Większość ośrodków szkolnych i szkolno-wychowawczych dla osób niewidomych przyjęła ten rodzaj gry jako wspaniałą aktywność fizyczną dla swoich podopiecznych. Ja uczyłam się w Laskach przez prawie 10 lat, z czego ostatnie 4 były wypełnione treningami. Okazało się, że potrafimy tworzyć zgrany zespół, możemy osiągać sukcesy i przełamywać własne ograniczenia. Trenując goalballa dużo się nauczyłam. Nie polega on bowiem tylko na sile i umiejętnościach, ale na zgraniu i współpracy. Moja drużyna musiała dogadywać się z trenerami, nauczycielami .Organizujemy również wspólne wyjazdy na zawody.
Ostatnio braliśmy udział w Mistrzostwach Polski Juniorów, które odbyły się w Katowicach. Zdobyliśmy pierwsze miejsce w meczu z drużyną z Wrocławia. Wyjazdy takie wzbogacają, poznajemy nowych ludzi, trenerów i sędziów światowej sławy. Możemy dyskutować o różnych technikach gry oraz odwiedzamy coraz to nowe miejsca.

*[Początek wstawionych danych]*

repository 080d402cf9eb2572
//! BSON storage shape of a toy listing.

use chrono::{DateTime, NaiveDate, Utc};
use mongodb::bson::{self, Bson, Document, oid::ObjectId};
use serde::{Deserialize, Serialize};
use serde_json::{Map, Value};

use crate::error::ToyResult;
use crate::models::{NewToy, Toy};

/// A document of the toys collection.
///
/// Everything but `_id` is kept as raw [`Bson`]. Older listings were stored
/// exactly as clients sent them, so a field may hold any BSON type and is
/// returned unchanged.
#[derive(Debug, Clone, PartialEq, Serialize, Deserialize)]
#[serde(rename_all = "camelCase")]
pub struct ToyDocument {
    #[serde(rename = "_id")]
    pub id: ObjectId,
    #[serde(default)]
    pub name: Bson,
    #[serde(default)]
    pub photo: Bson,
    #[serde(default)]
    pub seller_mail: Bson,
    #[serde(default)]
    pub seller_name: Bson,
    #[serde(default)]
    pub category: Bson,
    #[serde(default)]
    pub sub_category: Bson,
    #[serde(default)]
    pub price: Bson,
    #[serde(default)]
    pub rating: Bson,
    #[serde(default)]
    pub available_quantity: Bson,
    #[serde(default)]
    pub details_description: Bson,
    #[serde(default)]
    pub created_at: Bson,
}

impl ToyDocument {
    pub fn from_new(id: ObjectId, toy: NewToy) -> ToyResult<Self> {
        Ok(Self {
            id,
            name: Bson::from(toy.name),
            photo: Bson::from(toy.photo),
            seller_mail: Bson::from(toy.seller_mail),
            seller_name: Bson::from(toy.seller_name),
            category: Bson::from(toy.category),
            sub_category: Bson::from(toy.sub_category),
            price: Bson::Double(toy.price),
            rating: bson::to_bson(&toy.rating)?,
            available_quantity: bson::to_bson(&toy.available_quantity)?,
            details_description: Bson::from(toy.details_description),
            created_at: Bson::DateTime(bson::DateTime::from_millis(
                toy.created_at.timestamp_millis(),
            )),
        })
    }

    /// Decode a raw document. Fails only when `_id` is missing or not an ObjectId.
    pub fn decode(raw: Document) -> ToyResult<Self> {
        Ok(bson::from_document(raw)?)
    }
}

impl From<ToyDocument> for Toy {
    fn from(doc: ToyDocument) -> Self {
        Self {
            id: doc.id,
            name: bson_to_json(doc.name),
            photo: bson_to_json(doc.photo),
            seller_mail: bson_to_json(doc.seller_mail),
            seller_name: bson_to_json(doc.seller_name),
            category: bson_to_json(doc.category),
            sub_category: bson_to_json(doc.sub_category),
            price: bson_to_json(doc.price),
            rating: bson_to_json(doc.rating),
            available_quantity: bson_to_json(doc.available_quantity),
            details_description: bson_to_json(doc.details_description),
            created_at: created_at_of(doc.created_at),
        }
    }
}

/// Creation time of a stored listing.
///
/// BSON dates are used as is. Strings holding an RFC 3339 timestamp or a
/// plain `YYYY-MM-DD` date are parsed; anything else has no creation time.
fn created_at_of(value: Bson) -> Option<DateTime<Utc>> {
    match value {
        Bson::DateTime(at) => DateTime::<Utc>::from_timestamp_millis(at.timestamp_millis()),
        Bson::String(raw) => DateTime::parse_from_rfc3339(&raw)
            .map(|at| at.with_timezone(&Utc))
            .ok()
            .or_else(|| {
                NaiveDate::parse_from_str(&raw, "%Y-%m-%d")
                    .ok()
                    .and_then(|date| date.and_hms_opt(0, 0, 0))
                    .map(|at| at.and_utc())
            }),
        _ => None,
    }
}

/// Render a stored value as plain JSON.
///
/// Numbers stay numbers, NaN and infinities become `null` (JSON has no
/// representation for them) and exotic BSON types fall back to relaxed
/// extended JSON.
pub fn bson_to_json(value: Bson) -> Value {
    match value {
        Bson::Null | Bson::Undefined => Value::Null,
        Bson::Boolean(b) => Value::Bool(b),
        Bson::Int32(n) => Value::from(n),
        Bson::Int64(n) => Value::from(n),
        Bson::Double(f) => serde_json::Number::from_f64(f)
            .map(Value::Number)
            .unwrap_or(Value::Null),
        Bson::String(s) => Value::String(s),
        Bson::Array(items) => Value::Array(items.into_iter().map(bson_to_json).collect()),
        Bson::Document(doc) => Value::Object(
            doc.into_iter()
                .map(|(k, v)| (k, bson_to_json(v)))
                .collect::<Map<_, _>>(),
        ),
        Bson::ObjectId(id) => Value::String(id.to_hex()),
        other => other.into_relaxed_extjson(),
    }
}
//! HTTP middleware: CORS and security headers.

pub mod cors;
pub mod security;

pub use cors::{cors_layer_from_env, create_cors_layer, create_permissive_cors_layer};
pub use security::security_headers;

A teraz słów kilka o zasadach goalballa :
Wymiary boiska to 18 na 9 m. Na przeciwległych końcach sali znajdują się bramki. Są one podzielone na trzy części, każda z nich to stanowisko jednego gracza. Drużynę zatem tworzy trzech zawodników. Każdy zawodnik ma takie same zadania, czyli rzucać i obronić piłkę. Ma ona w środku dzwonki, co umożliwia nam jej usłyszenie podczas toczenia się wzdłuż boiska. Czasami nie jest to łatwe, gdyż wprawni gracze mają bardzo szybkie i mocne rzuty. Zadaniem przeciwnika jest usłyszenie jej , padnięcie na ziemię oraz przejęcie piłki. Potem zawodnik musi ją odrzucić, gdyż trzymanie piłki dłużej niż 10 sekund przez drużynę kończy się karnym ( na całej długości bramki pozostaje tylko jeden obrońca). Na sali musi panować całkowita cisza, za zagłuszenie rzutu również grozi karny.

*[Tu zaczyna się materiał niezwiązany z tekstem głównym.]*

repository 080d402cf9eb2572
//! Utilities shared by the database connectors

pub mod retry;

pub use retry::{RetryConfig, retry, retry_with_backoff};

Będąc w Laskach udzielałam się sportowo nie tylko w goalballa, mieliśmy możliwość brania udziału w treningach pływackich, jazdy konnej, a w czasie zimowym biegach narciarskich . W sportach zimowych niektórzy uczniowie ze szkoły w Laskach odnosili sukcesy np. udział w Biegu Piastów. Istnieje również showdown, rodzaj tenisa stołowego, który różni się od tradycyjnego tym, że w grze używamy dźwiękowej piłeczki. Mam nadzieję, że przybliżyłam wam życie niewidomego, które nie musi być nudne, pozbawione wrażeń i zdrowej rywalizacji sportowej. Niewidomi też mają zapotrzebowanie na endorfiny!